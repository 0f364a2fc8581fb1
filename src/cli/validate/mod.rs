//! Validate command - checks candidates without touching storage

use std::path::PathBuf;

use clap::Args;
use serde_json::{Map, Value};
use tracing::{info, warn};

use crate::config::RegistrationConfig;
use crate::domain::user::{FieldError, FieldErrorKind, UserCandidate};

/// Arguments for the validate command
#[derive(Args, Clone)]
pub struct ValidateArgs {
    /// JSON file holding one candidate object or an array of them
    pub file: PathBuf,

    /// Area code applied to candidates that leave it out (overrides config)
    #[arg(long)]
    pub default_area_code: Option<String>,
}

/// Outcome of validating one candidate
#[derive(Debug)]
pub struct CandidateReport {
    pub index: usize,
    pub id: Option<String>,
    pub errors: Vec<FieldError>,
}

impl CandidateReport {
    pub fn is_valid(&self) -> bool {
        self.errors.is_empty()
    }
}

/// Run the validate command
pub async fn run(args: ValidateArgs) -> anyhow::Result<()> {
    let config = super::bootstrap()?;
    let registration = RegistrationConfig {
        default_area_code: args
            .default_area_code
            .unwrap_or(config.registration.default_area_code),
    };
    registration.validate()?;
    let area_code = registration.default_area_code;

    let value = super::read_json(&args.file)?;
    let candidates = parse_candidates(value)?;
    let reports = validate_all(candidates, &area_code);

    for report in &reports {
        let label = report.id.as_deref().unwrap_or("<no id>");

        if report.is_valid() {
            println!("[{}] {}: valid", report.index, label);
        } else {
            println!("[{}] {}: invalid", report.index, label);
            for error in &report.errors {
                println!("    {}", error);
            }
        }
    }

    let invalid = reports.iter().filter(|r| !r.is_valid()).count();
    info!(total = reports.len(), invalid, "Validation finished");

    if invalid > 0 {
        warn!(invalid, "Some candidates are invalid");
        anyhow::bail!("{} of {} candidates are invalid", invalid, reports.len());
    }

    Ok(())
}

/// Candidate field names as they appear in JSON
const CANDIDATE_FIELDS: [&str; 14] = [
    "id",
    "firstName",
    "lastName",
    "birthdate",
    "address",
    "postalCode",
    "email",
    "password",
    "areaCode",
    "phoneNumber",
    "termsAndConditions",
    "status",
    "roleId",
    "documentTypeId",
];

/// One entry of the input file; entries that fail to decode keep their error
#[derive(Debug)]
pub struct ParsedCandidate {
    pub id: Option<String>,
    pub candidate: Result<UserCandidate, FieldError>,
}

/// Accept either a single candidate object or an array of candidates.
///
/// Each entry is decoded on its own so one malformed entry does not hide the rest.
pub fn parse_candidates(value: Value) -> anyhow::Result<Vec<ParsedCandidate>> {
    match value {
        Value::Array(items) => Ok(items.into_iter().map(parse_candidate).collect()),
        Value::Object(_) => Ok(vec![parse_candidate(value)]),
        _ => anyhow::bail!("Expected a candidate object or an array of candidates"),
    }
}

fn parse_candidate(value: Value) -> ParsedCandidate {
    let Value::Object(fields) = value else {
        return ParsedCandidate {
            id: None,
            candidate: Err(FieldError::new(
                "candidate",
                FieldErrorKind::Malformed,
                "Expected a candidate object",
            )),
        };
    };

    let id = fields.get("id").and_then(Value::as_str).map(str::to_string);

    let candidate = serde_json::from_value(Value::Object(fields.clone())).map_err(|e| {
        FieldError::new(
            malformed_field(&fields),
            FieldErrorKind::Malformed,
            format!("Value has the wrong type or format: {}", e),
        )
    });

    ParsedCandidate { id, candidate }
}

/// Find the first field that cannot be decoded on its own
fn malformed_field(fields: &Map<String, Value>) -> &'static str {
    CANDIDATE_FIELDS
        .iter()
        .copied()
        .find(|name| {
            fields.get(*name).is_some_and(|value| {
                let mut single = Map::new();
                single.insert(name.to_string(), value.clone());
                serde_json::from_value::<UserCandidate>(Value::Object(single)).is_err()
            })
        })
        .unwrap_or("candidate")
}

pub fn validate_all(candidates: Vec<ParsedCandidate>, default_area_code: &str) -> Vec<CandidateReport> {
    candidates
        .into_iter()
        .enumerate()
        .map(|(index, parsed)| {
            let errors = match parsed.candidate {
                Ok(candidate) => candidate
                    .with_default_area_code(default_area_code)
                    .validate()
                    .err()
                    .unwrap_or_default(),
                Err(error) => vec![error],
            };

            CandidateReport {
                index,
                id: parsed.id,
                errors,
            }
        })
        .collect()
}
★ ★ ★ ★ ★
▶ [What is expected]: Note each line above that contains "entry" and copy it out.

▶ [Task response]:
/// One entry of the input file; entries that fail to decode keep their error
/// Each entry is decoded on its own so one malformed entry does not hide the rest.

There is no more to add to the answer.